Are we really spending all this money for some people to have an alternate place to live? I don't care where people want to live but I think all government spending should be to advance science. If we're looking for other "homes", then we can rule out the moon and Mars already with what we know, we can send robots out for now to other galaxies to find something humans could inhabit.
Communications satellites do not require visits by people. They are in geosynchronous orbit, much higher than the space shuttle or other manned craft in use today can reach. The constellations of low earth orbit satellites for mobile phone, e.g. the Iridium project by Motorola, turned out to be economically impractical. But they also don't require manned spaceflight.
Emotional crapola! For one thing we are not rebuilding the shuttle. We couldnt even if we wanted to. The technology no longer exists. We would have to go out and scavenge used parts bins, etc to find parts to rebuild with.
I believe we all well understand your view and your opinions. To me it seems to be money, mostly your money. In that vein, I have to agree, the government spends lots of money on ventures with which I cannot agree.. Space exploration and its attendant research and development is one in which "ALL MANKIND" will benefit, including you, therefore I see no rational argument against it on a dollar basis.
Accomplished more what? Science? It's arguably a draw, but the science performed by the astronauts could more easily have done without the astronauts.
But I can't yet go so far as saying we've actually been to Mars yet, because we haven't.
Now you're getting back to my question: what is space exploration for? In my response you quoted, I was talking strictly about the science. Here you are talking about the subjective experience of being on another planet, which is a completely different purpose with a different set of requirements. That's not to say it isn't a good or desirable purpose: as a matter of fact, it is.
We've sent a camera and a thermometer, etc., that's all...
That's a hell of a lot. That's what does the science, whether people are there or not.
I'm not an aerospace contractor but I lived in SoCal and worked in for a metal processing business from 1973-1988. We serviced hundreds of SST subcontracting customers employing a handful to hundreds of personnel in the San Fernando and San Gabriel Valleys, LA and the South Bay. Thanks to the SST program, businesses flourished enabling thousands to buy homes, send kids to college, and enjoy a secure lifestyle.
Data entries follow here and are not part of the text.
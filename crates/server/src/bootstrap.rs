use std::sync::Arc;

use dialectic_agent::{build_gateway, PipelineOrchestrator};
use dialectic_core::audit::{AuditSink, TracingAuditSink};
use dialectic_core::config::AppConfig;
use tracing::info;

pub struct Application {
    pub config: AppConfig,
    pub orchestrator: Arc<PipelineOrchestrator>,
}

/// Wires the governed gateway and orchestrator for an already loaded config.
pub fn bootstrap_with_config(config: AppConfig) -> Application {
    let gateway = build_gateway(&config);
    let providers = gateway.providers().len();
    let audit: Arc<dyn AuditSink> = Arc::new(TracingAuditSink);
    let orchestrator =
        Arc::new(PipelineOrchestrator::from_config(&config, Arc::new(gateway), audit));

    info!(
        event_name = "system.bootstrap.orchestrator_ready",
        correlation_id = "bootstrap",
        providers,
        max_rounds = config.pipeline.max_rounds,
        llm_provider = %config.roles.llm,
        "orchestrator initialized"
    );

    Application { config, orchestrator }
}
Some made millions I'm sure but many many more made simply comfortable lives for themselves and their families.
The big primes are gone now or significantly downsized and/or consolidated, these bald black-suited bogeymen of the Op/Ed political cartoons, and if pornography is not the biggest business in the SFV now, I don't know what is.
I don't have a problem with women going on missions where necessary, but I have some difficulty calling women who leave their children for weeks and months at a time because they want to experience some kind of thrill "heroes". The true hero women are those staying home with their children or at least spending as much time as possible with them. It's not that the mothers on board have been killed, they abandon their children for weeks on end just preparing.
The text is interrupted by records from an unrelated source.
fn validate_roles(
    roles: &RolesConfig,
    providers: &BTreeMap<String, ProviderConfig>,
) -> Result<(), ConfigError> {
    let require_kind = |key: &str, id: &str, kind: ProviderKind| -> Result<(), ConfigError> {
        match providers.get(id) {
            None => Err(ConfigError::Validation(format!(
                "{key} references unknown provider `{id}`"
            ))),
            Some(provider) if provider.kind != kind => Err(ConfigError::Validation(format!(
                "{key} requires a {} provider but `{id}` is {}",
                kind.as_str(),
                provider.kind.as_str()
            ))),
            Some(_) => Ok(()),
        }
    };

    require_kind("roles.llm", &roles.llm, ProviderKind::OpenaiCompatible)?;
    require_kind("roles.deep_research", &roles.deep_research, ProviderKind::OpenaiCompatible)?;

    if roles.search.is_empty() {
        return Err(ConfigError::Validation(
            "roles.search must list at least one search provider".to_string(),
        ));
    }
    for (index, route) in roles.search.iter().enumerate() {
        require_kind(&format!("roles.search[{index}]"), &route.provider, ProviderKind::JsonSearch)?;
        if roles.search[..index].iter().any(|earlier| earlier.channel == route.channel) {
            return Err(ConfigError::Validation(format!(
                "roles.search lists channel `{}` more than once",
                route.channel
            )));
        }
    }
    Ok(())
}

fn validate_server(server: &ServerConfig) -> Result<(), ConfigError> {
    if server.port == 0 {
        return Err(ConfigError::Validation("server.port must be greater than zero".to_string()));
    }

    if server.graceful_shutdown_secs == 0 {
        return Err(ConfigError::Validation(
            "server.graceful_shutdown_secs must be greater than zero".to_string(),
        ));
    }

    Ok(())
}

fn validate_logging(logging: &LoggingConfig) -> Result<(), ConfigError> {
    let level = logging.level.trim().to_ascii_lowercase();
    match level.as_str() {
        "trace" | "debug" | "info" | "warn" | "error" => Ok(()),
        _ => Err(ConfigError::Validation(
            "logging.level must be one of trace|debug|info|warn|error".to_string(),
        )),
    }
}

fn env_segment(id: &str) -> String {
    id.chars()
        .map(|ch| if ch.is_ascii_alphanumeric() { ch.to_ascii_uppercase() } else { '_' })
        .collect()
}

fn read_env(key: &str) -> Option<String> {
    env::var(key).ok().filter(|value| !value.trim().is_empty())
}

fn parse_u16(key: &str, value: &str) -> Result<u16, ConfigError> {
    value.parse::<u16>().map_err(|_| ConfigError::InvalidEnvOverride {
        key: key.to_string(),
        value: value.to_string(),
    })
}

fn parse_u32(key: &str, value: &str) -> Result<u32, ConfigError> {
    value.parse::<u32>().map_err(|_| ConfigError::InvalidEnvOverride {
        key: key.to_string(),
        value: value.to_string(),
    })
}

fn parse_u64(key: &str, value: &str) -> Result<u64, ConfigError> {
    value.parse::<u64>().map_err(|_| ConfigError::InvalidEnvOverride {
        key: key.to_string(),
        value: value.to_string(),
    })
}

fn parse_usize(key: &str, value: &str) -> Result<usize, ConfigError> {
    value.parse::<usize>().map_err(|_| ConfigError::InvalidEnvOverride {
        key: key.to_string(),
        value: value.to_string(),
    })
}

#[derive(Debug, Default, Deserialize)]
struct ConfigPatch {
    pipeline: Option<PipelinePatch>,
    providers: Option<BTreeMap<String, ProviderPatch>>,
    roles: Option<RolesPatch>,
    server: Option<ServerPatch>,
    logging: Option<LoggingPatch>,
}

#[derive(Debug, Default, Deserialize)]
struct PipelinePatch {
    max_rounds: Option<u32>,
    search_max_results: Option<usize>,
    facts_limit: Option<usize>,
}

#[derive(Debug, Default, Deserialize)]
struct ProviderPatch {
    kind: Option<ProviderKind>,
    base_url: Option<String>,
    api_key: Option<String>,
    api_key_header: Option<String>,
    model: Option<String>,
    calls_per_window: Option<u32>,
    window_secs: Option<u64>,
    timeout_secs: Option<u64>,
    max_quota_retries: Option<u32>,
    quota_backoff_secs: Option<u64>,
}

#[derive(Debug, Default, Deserialize)]
struct RolesPatch {
    llm: Option<String>,
    deep_research: Option<String>,
    search: Option<Vec<SearchRoute>>,
}

#[derive(Debug, Default, Deserialize)]
struct ServerPatch {
    bind_address: Option<String>,
    port: Option<u16>,
    graceful_shutdown_secs: Option<u64>,
}

#[derive(Debug, Default, Deserialize)]
struct LoggingPatch {
    level: Option<String>,
    format: Option<LogFormat>,
}

#[cfg(test)]
mod tests {
    use std::env;
    use std::fs;
    use std::io;
    use std::sync::{Mutex, OnceLock};
    use std::time::Duration;

    use secrecy::ExposeSecret;
    use tempfile::TempDir;

    use super::{AppConfig, ConfigError, ConfigOverrides, LoadOptions, LogFormat, ProviderKind};
    use crate::domain::provider::SearchChannel;

    static ENV_LOCK: OnceLock<Mutex<()>> = OnceLock::new();

    fn env_lock() -> &'static Mutex<()> {
        ENV_LOCK.get_or_init(|| Mutex::new(()))
    }

    fn clear_vars(vars: &[&str]) {
        for var in vars {
            env::remove_var(var);
        }
    }

    fn ensure(condition: bool, message: &'static str) -> Result<(), String> {
        if condition {
            Ok(())
        } else {
            Err(message.to_string())
        }
    }

    fn write_config(dir: &TempDir, body: &str) -> Result<std::path::PathBuf, String> {
        let path = dir.path().join("dialectic.toml");
        fs::write(&path, body).map_err(|err| err.to_string())?;
        Ok(path)
    }

    #[test]
    fn defaults_validate_without_api_keys() -> Result<(), String> {
        let _guard = env_lock().lock().map_err(|_| "env lock is poisoned".to_string())?;

        let config = AppConfig::load(LoadOptions::default())
            .map_err(|err| format!("config load failed: {err}"))?;

        ensure(config.pipeline.max_rounds == 3, "default max rounds should be 3")?;
        ensure(config.roles.search.len() == 3, "three search channels by default")?;
        let llm = config.provider("llm").ok_or("llm provider should exist")?;
        ensure(!llm.has_api_key(), "no key configured by default")?;
        ensure(llm.quota_policy().max_attempts == 5, "default quota retry cap is 5")?;
        ensure(
            llm.quota_policy().backoff == Duration::from_secs(60),
            "default quota backoff is 60s",
        )?;
        ensure(matches!(config.logging.format, LogFormat::Compact), "compact by default")
    }

    #[test]
    fn file_load_supports_env_interpolation_and_new_providers() -> Result<(), String> {
        let _guard = env_lock().lock().map_err(|_| "env lock is poisoned".to_string())?;

        env::set_var("TEST_DIALECTIC_LLM_KEY", "sk-from-env");

        let result = (|| -> Result<(), String> {
            let dir = TempDir::new().map_err(|err: io::Error| err.to_string())?;
            let path = write_config(
                &dir,
                r#"
[providers.llm]
api_key = "${TEST_DIALECTIC_LLM_KEY}"

[providers.scholar]
kind = "json_search"
base_url = "https://scholar.example.com/search"
api_key_header = "x-scholar-key"
calls_per_window = 10

[roles]
search = [
  { channel = "web", provider = "web" },
  { channel = "academic", provider = "scholar" },
]
"#,
            )?;

            let config =
                AppConfig::load(LoadOptions { config_path: Some(path), ..LoadOptions::default() })
                    .map_err(|err| format!("config load failed: {err}"))?;

            let llm = config.provider("llm").ok_or("llm provider should exist")?;
            ensure(
                llm.api_key.as_ref().map(|key| key.expose_secret() == "sk-from-env")
                    == Some(true),
                "llm key should be interpolated from environment",
            )?;
            let scholar = config.provider("scholar").ok_or("scholar provider should exist")?;
            ensure(scholar.kind == ProviderKind::JsonSearch, "scholar is a search provider")?;
            ensure(scholar.calls_per_window == 10, "per-provider window limit applied")?;
            ensure(
                config.roles.search[1].channel == SearchChannel::Academic
                    && config.roles.search[1].provider == "scholar",
                "search routes replaced from file",
            )?;
            Ok(())
        })();

        clear_vars(&["TEST_DIALECTIC_LLM_KEY"]);
        result
    }

    #[test]
    fn precedence_defaults_file_env_overrides() -> Result<(), String> {
        let _guard = env_lock().lock().map_err(|_| "env lock is poisoned".to_string())?;

        env::set_var("DIALECTIC_PIPELINE_MAX_ROUNDS", "7");
        env::set_var("DIALECTIC_PROVIDER_DEEP_RESEARCH_API_KEY", "pplx-from-env");
        env::set_var("DIALECTIC_LOG_FORMAT", "json");

        let result = (|| -> Result<(), String> {
            let dir = TempDir::new().map_err(|err: io::Error| err.to_string())?;
            let path = write_config(
                &dir,
                r#"
[pipeline]
max_rounds = 5
facts_limit = 12

[providers.deep_research]
api_key = "pplx-from-file"

[logging]
level = "warn"
"#,
            )?;

            let config = AppConfig::load(LoadOptions {
                config_path: Some(path),
                overrides: ConfigOverrides {
                    log_level: Some("debug".to_string()),
                    port: Some(9090),
                    ..ConfigOverrides::default()
                },
                ..LoadOptions::default()
            })
            .map_err(|err| format!("config load failed: {err}"))?;

            ensure(config.pipeline.max_rounds == 7, "env max rounds should beat the file")?;
            ensure(config.pipeline.facts_limit == 12, "file value kept when env is silent")?;
            ensure(config.logging.level == "debug", "override log level should win")?;
            ensure(config.server.port == 9090, "override port should win")?;
            ensure(matches!(config.logging.format, LogFormat::Json), "env log format alias")?;
            let deep = config.provider("deep_research").ok_or("deep research provider")?;
            ensure(
                deep.api_key.as_ref().map(|key| key.expose_secret() == "pplx-from-env")
                    == Some(true),
                "env api key should win over file",
            )?;
            Ok(())
        })();

        clear_vars(&[
            "DIALECTIC_PIPELINE_MAX_ROUNDS",
            "DIALECTIC_PROVIDER_DEEP_RESEARCH_API_KEY",
            "DIALECTIC_LOG_FORMAT",
        ]);
        result
    }

    #[test]
    fn validation_names_the_offending_key() -> Result<(), String> {
        let _guard = env_lock().lock().map_err(|_| "env lock is poisoned".to_string())?;

        let dir = TempDir::new().map_err(|err: io::Error| err.to_string())?;
        let cases = [
            ("[pipeline]\nmax_rounds = 16\n", "pipeline.max_rounds"),
            ("[providers.llm]\nmax_quota_retries = 3\n", "providers.llm.max_quota_retries"),
            ("[providers.web]\ntimeout_secs = 0\n", "providers.web.timeout_secs"),
            ("[roles]\nllm = \"web\"\n", "roles.llm"),
            ("[roles]\nsearch = []\n", "roles.search"),
        ];

        for (body, key) in cases {
            let path = write_config(&dir, body)?;
            let error = match AppConfig::load(LoadOptions {
                config_path: Some(path),
                ..LoadOptions::default()
            }) {
                Ok(_) => return Err(format!("expected validation failure for `{key}`")),
                Err(error) => error,
            };
            let names_key =
                matches!(error, ConfigError::Validation(ref message) if message.contains(key));
            if !names_key {
                return Err(format!("validation error should mention `{key}`, got {error}"));
            }
        }
        Ok(())
    }

    #[test]
    fn missing_required_file_is_reported() -> Result<(), String> {
        let _guard = env_lock().lock().map_err(|_| "env lock is poisoned".to_string())?;
        let dir = TempDir::new().map_err(|err: io::Error| err.to_string())?;

        let error = AppConfig::load(LoadOptions {
            config_path: Some(dir.path().join("absent.toml")),
            require_file: true,
            ..LoadOptions::default()
        });

        ensure(matches!(error, Err(ConfigError::MissingConfigFile(_))), "missing file error")
    }

    #[test]
    fn secret_values_are_not_leaked_by_debug() -> Result<(), String> {
        let _guard = env_lock().lock().map_err(|_| "env lock is poisoned".to_string())?;

        env::set_var("DIALECTIC_PROVIDER_LLM_API_KEY", "sk-secret-value");

        let result = (|| -> Result<(), String> {
            let config = AppConfig::load(LoadOptions::default())
                .map_err(|err| format!("config load failed: {err}"))?;
            let debug = format!("{config:?}");

            ensure(!debug.contains("sk-secret-value"), "debug output should not contain api key")?;
            ensure(
                config.provider("llm").map(|provider| provider.has_api_key()) == Some(true),
                "key should still be loaded",
            )
        })();

        clear_vars(&["DIALECTIC_PROVIDER_LLM_API_KEY"]);
        result
    }
}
Make sure you don't miss him John.
Please read more carefully.
"An immediate focus of the investigation was possible damage to the protective thermal tiles on Columbia's left wing from a flying piece of debris during liftoff on Jan. 16.
It says possible damage. Where does it say when the flying debris came to the attention of NASA? All it says is that the debris flew on liftoff.
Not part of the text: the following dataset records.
pub mod audit;
pub mod config;
pub mod domain;
pub mod errors;
pub mod flows;
pub mod gateway;
pub mod quota;

pub use domain::dialogue::{
    AgentRole, AlignmentAction, AlignmentVerdict, ClarificationExchange, DialogueHistory,
    DialogueOutcome, DialogueTurn, Evaluation, EvaluationDecision,
};
pub use domain::provider::{ProviderId, SearchChannel};
pub use domain::research::{
    AgentConfig, AgentSelection, Analysis, ChannelResults, Contradiction, DeepResearch, Fact,
    FinalReport, QualitySummary, ReportSection, ResearchBundle, ResearchScope, SearchHit,
    SearchResults,
};
pub use domain::session::{
    AbortReason, PhaseKind, PhaseOutput, ResearchSession, SessionId, SessionSnapshot,
    SessionSummary,
};
pub use errors::{ApplicationError, DomainError, InterfaceError, PhaseFailure};
pub use flows::{FlowEngine, PipelineEvent, PipelinePhase, ResearchFlow};
pub use gateway::{
    CallFailure, CallGateway, CompletionRequest, CompletionTask, FailureKind, GovernedGateway,
    ProviderAdapter, ProviderRequest, ProviderResponse, SearchRequest,
};
pub use quota::{QuotaDecision, QuotaGovernor, QuotaPolicy, QuotaUsage, RetryDecision};
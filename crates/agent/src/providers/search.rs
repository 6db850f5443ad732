use async_trait::async_trait;
use dialectic_core::config::ProviderConfig;
use dialectic_core::gateway::{
    CallFailure, FailureKind, ProviderAdapter, ProviderRequest, ProviderResponse, SearchRequest,
};
use dialectic_core::{ProviderId, SearchHit};
use reqwest::Client;
use secrecy::{ExposeSecret, SecretString};
use serde::Deserialize;
use serde_json::{json, Value};

use super::{classify_transport, status_failure};

/// A search backend that accepts a JSON query and returns `{"results": [...]}`.
///
/// Field names vary between services, so a few common aliases are accepted
/// for each hit.
pub struct JsonSearchAdapter {
    client: Client,
    provider: ProviderId,
    url: String,
    api_key_header: String,
    api_key: Option<SecretString>,
}

#[derive(Debug, Deserialize)]
struct SearchResponse {
    #[serde(default)]
    results: Vec<RawHit>,
}

#[derive(Debug, Deserialize)]
struct RawHit {
    #[serde(default)]
    title: Option<String>,
    #[serde(default, alias = "link", alias = "href")]
    url: Option<String>,
    #[serde(default, alias = "content", alias = "description", alias = "text")]
    snippet: Option<String>,
    #[serde(default, alias = "published_date", alias = "publishedDate", alias = "date")]
    published: Option<String>,
}

impl JsonSearchAdapter {
    pub fn new(client: Client, provider: ProviderId, config: &ProviderConfig) -> Self {
        Self {
            client,
            provider,
            url: config.base_url.clone(),
            api_key_header: config.api_key_header.clone(),
            api_key: config.api_key.clone(),
        }
    }

    fn body(request: &SearchRequest) -> Value {
        json!({
            "query": request.query,
            "max_results": request.max_results,
            "num_results": request.max_results,
            "channel": request.channel.as_str(),
        })
    }

    async fn search(&self, request: &SearchRequest) -> Result<Vec<SearchHit>, CallFailure> {
        let mut builder = self.client.post(&self.url).json(&Self::body(request));
        if let Some(key) = &self.api_key {
            builder = builder.header(self.api_key_header.as_str(), key.expose_secret());
        }

        let response =
            builder.send().await.map_err(|error| classify_transport(&self.provider, error))?;
        if !response.status().is_success() {
            return Err(status_failure(&self.provider, response).await);
        }

        let parsed = response
            .json::<SearchResponse>()
            .await
            .map_err(|error| CallFailure::malformed(&self.provider, error.to_string()))?;
        Ok(into_hits(parsed))
    }
}

fn into_hits(response: SearchResponse) -> Vec<SearchHit> {
    response
        .results
        .into_iter()
        .filter_map(|raw| {
            let url = raw.url.filter(|url| !url.trim().is_empty())?;
            Some(SearchHit {
                title: raw.title.unwrap_or_else(|| url.clone()),
                url,
                snippet: raw.snippet.unwrap_or_default(),
                published: raw.published,
            })
        })
        .collect()
}

#[async_trait]
impl ProviderAdapter for JsonSearchAdapter {
    async fn call(&self, request: &ProviderRequest) -> Result<ProviderResponse, CallFailure> {
        match request {
            ProviderRequest::Search(search) => self.search(search).await.map(ProviderResponse::Search),
            ProviderRequest::Completion(_) => Err(CallFailure::new(
                FailureKind::Unknown,
                &self.provider,
                "search provider cannot serve completion requests",
            )),
        }
    }
}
The space agency said the first indication of trouble Saturday was the loss of temperature sensors in the left wing's hydraulic system."
Those temperature sensors were lost during reentry shortly before the Shuttle disintegrated. There is no evidence that there was any damage to that wing before that point in time.
Disclaimer: Opinions posted on Free Republic are those of the individual posters and do not necessarily represent the opinion of Free Republic or its management. All materials posted herein are protected by copyright law and the exemption for fair use of copyrighted works.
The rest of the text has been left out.